Another bit of good news, that night I managed to sneak away to dinner with our resident fax guru, Gonzalo Salgueiro and his family. We had some pretty good tapas (and I had a good paella).
Tuesday marked the first keynote of the show. Given some of the bumps we had earlier, Jason and I wanted to make sure the keynote was extra-monitored. We setup an additional video IPSLA collector to the switch we had located in the keynote area. We also monitored the syslog stream intently. However, the best network monitoring one can do in this situation is to put the stream of the keynote up on the big screen (well, wall really) in the NOC. If the video got interrupted, we have a problem. John Chambers' keynote went off without a hitch. The network worked like a boss.
I guess I should take some time to mention that Jason didn't give up getting in around 5:45 in the morning. He would come in early to sweep the network to make sure everything was ready for the day's festivities. If he found any issues, he would send an email out to the NOC team. For example:
Issue 1 - LMS is seeing sdcc_idf_3.5a port gi0/4 down - this goes to sdcc_ballrm_20d Issue 2 - LMS is seeing sdcc_idf_3.8a port gi0/2 down - this goes to sdcc_ballrm_20bc
To do this, he used LMS's Fault Monitor view, Syslog view, and the performance monitor graphs on the monitoring dashboard. This way, when the various teams arrived, they could look at the issues in their domain.

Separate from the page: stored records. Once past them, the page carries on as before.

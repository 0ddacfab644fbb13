use axum::{
    extract::{State, rejection::JsonRejection},
    http::StatusCode,
    response::{IntoResponse, Json, Response},
};
use futures_util::FutureExt;
use serde_json::{Value, json};
use std::collections::BTreeMap;
use std::future::Future;
use std::panic::AssertUnwindSafe;

use super::AppState;
use crate::diagnostics::health;
use crate::error::{HumanizerError, ValidationError};
use crate::pipeline::ConversionRequest;

/// GET /: service banner
pub(super) async fn handle_root() -> impl IntoResponse {
    Json(json!({
        "message": "AI-to-Human Converter API",
        "status": "active",
    }))
}

/// GET /health: engines per stage, cache counters and component health
pub(super) async fn handle_health(State(state): State<AppState>) -> impl IntoResponse {
    let status = if state.pipeline.cache_healthy() {
        "healthy"
    } else {
        "degraded"
    };
    Json(json!({
        "status": status,
        "services": state.pipeline.services(),
        "cache": state.pipeline.cache_stats(),
        "runtime": health::snapshot_json(),
    }))
}

/// POST /api/grammar
pub(super) async fn handle_grammar(
    State(state): State<AppState>,
    body: Result<Json<ConversionRequest>, JsonRejection>,
) -> Response {
    let request = match parse(body) {
        Ok(request) => request,
        Err(response) => return response,
    };
    let outcome = guarded("grammar", state.pipeline.grammar(&request.text)).await;
    respond(outcome.map(|result| {
        json!({
            "original_text": request.text,
            "corrected_text": result.output_text,
            "edits_count": result.edits_count(),
            "degraded": result.degraded(),
            "status": "success",
        })
    }))
}

/// POST /api/humanize
pub(super) async fn handle_humanize(
    State(state): State<AppState>,
    body: Result<Json<ConversionRequest>, JsonRejection>,
) -> Response {
    let request = match parse(body) {
        Ok(request) => request,
        Err(response) => return response,
    };
    let outcome = guarded(
        "humanize",
        state
            .pipeline
            .humanize(&request.text, request.tone, request.preserve_meaning),
    )
    .await;
    respond(outcome.map(|result| {
        json!({
            "original_text": request.text,
            "humanized_text": result.output_text,
            "humanization_score": result.score,
            "tone": request.tone,
            "status": "success",
        })
    }))
}

/// POST /api/detect
pub(super) async fn handle_detect(
    State(state): State<AppState>,
    body: Result<Json<ConversionRequest>, JsonRejection>,
) -> Response {
    let request = match parse(body) {
        Ok(request) => request,
        Err(response) => return response,
    };
    let outcome = guarded("detection", state.pipeline.detect(&request.text)).await;
    respond(outcome.map(|result| {
        json!({
            "text": request.text,
            "detection_score": result.score,
            "is_ai_detected": flag(&result.metadata, "is_ai_detected"),
            "status": "success",
        })
    }))
}

/// POST /api/plagiarism
pub(super) async fn handle_plagiarism(
    State(state): State<AppState>,
    body: Result<Json<ConversionRequest>, JsonRejection>,
) -> Response {
    let request = match parse(body) {
        Ok(request) => request,
        Err(response) => return response,
    };
    let outcome = guarded("plagiarism", state.pipeline.plagiarism(&request.text)).await;
    respond(outcome.map(|result| {
        json!({
            "text": request.text,
            "plagiarism_score": result.score,
            "is_plagiarized": flag(&result.metadata, "is_plagiarized"),
            "status": "success",
        })
    }))
}

/// POST /api/convert: the full pipeline
pub(super) async fn handle_convert(
    State(state): State<AppState>,
    body: Result<Json<ConversionRequest>, JsonRejection>,
) -> Response {
    let request = match parse(body) {
        Ok(request) => request,
        Err(response) => return response,
    };
    let outcome = guarded("convert", state.pipeline.convert(&request)).await;
    respond(outcome.and_then(|response| {
        serde_json::to_value(response)
            .map_err(|e| HumanizerError::Internal(format!("response encoding failed: {e}")))
    }))
}

fn flag(metadata: &BTreeMap<String, Value>, key: &str) -> bool {
    metadata.get(key).and_then(Value::as_bool).unwrap_or(false)
}

fn parse(
    body: Result<Json<ConversionRequest>, JsonRejection>,
) -> Result<ConversionRequest, Response> {
    match body {
        Ok(Json(request)) => Ok(request),
        Err(rejection) => {
            let err = ValidationError::InvalidJson(rejection.body_text());
            tracing::debug!("Rejected request body: {err}");
            Err(error_response(&HumanizerError::Validation(err)))
        }
    }
}

/// Run a pipeline call, turning a panic into an internal error.
async fn guarded<T, F>(operation: &str, future: F) -> Result<T, HumanizerError>
where
    F: Future<Output = Result<T, HumanizerError>>,
{
    match AssertUnwindSafe(future).catch_unwind().await {
        Ok(outcome) => outcome,
        Err(_) => Err(HumanizerError::Internal(format!("{operation} panicked"))),
    }
}

fn respond(outcome: Result<Value, HumanizerError>) -> Response {
    match outcome {
        Ok(body) => (StatusCode::OK, Json(body)).into_response(),
        Err(e) => error_response(&e),
    }
}

fn error_response(error: &HumanizerError) -> Response {
    let (status, message) = match error {
        HumanizerError::Validation(ValidationError::InvalidJson(detail)) => {
            (StatusCode::BAD_REQUEST, format!("Invalid JSON: {detail}"))
        }
        HumanizerError::Validation(e) => (StatusCode::BAD_REQUEST, capitalize_message(e)),
        other => {
            tracing::error!("Request failed: {other}");
            health::record_error("gateway", other);
            (
                StatusCode::INTERNAL_SERVER_ERROR,
                "Internal server error".to_string(),
            )
        }
    };
    (status, Json(json!({ "error": message }))).into_response()
}

fn capitalize_message(error: &ValidationError) -> String {
    crate::text::capitalize_first(&error.to_string())
}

Just because we didn't have any other major issues with the network, there were always people messing with the room switches (i.e., maybe they tripped over a cable, unplugged something they shouldn't, powered down things when they left, etc.). Because of these issues, we would occasionally use APs or DMPs. When that happened, we used User Tracking to lookup the MAC of the AP (Network Control System reported the AP was down), and found the switch to which it connected. If that switch was up, we'd reset the port. If not, we used Topology Services in LMS to find the switch to which the down switch was connected and troubleshoot from there. From time of report, it usually took no more than a few minutes to remediate the situation.
By the end of the show, we were gathering our statistics for the big BRKNMS-1035 "NOC at CiscoLive!" session. We were sending screenshots, stats, and pictures to Jason who consolidated everything into the slide deck. It was a long ten days, but the end was in sight. The network team marched up to ballrom 6D to present what we had done and the lessons we learned. Despite all of the early problems, the network at CiscoLive! US 2012 beat records. We pushed out 51.7 TB of traffic with ~ 2.4% of that IPv6. We saw over 11,000 wireless clients associated. We finished with almost as many Network Academy students as we started (I think we still have a few MIAs in Marriott). We had an iPad named GigoloPad on the network.
This was a network that Cisco with a team of great engineers, students, and coordinators made possible. Let's see what 2013 has to offer.
For all of the stats, details, lessons, pictures, and sauciness, checkout the attached slide deck we presented on the last day of the show. And yes, I did get to eat on the last night (before flying out at 6:25 am the next morning).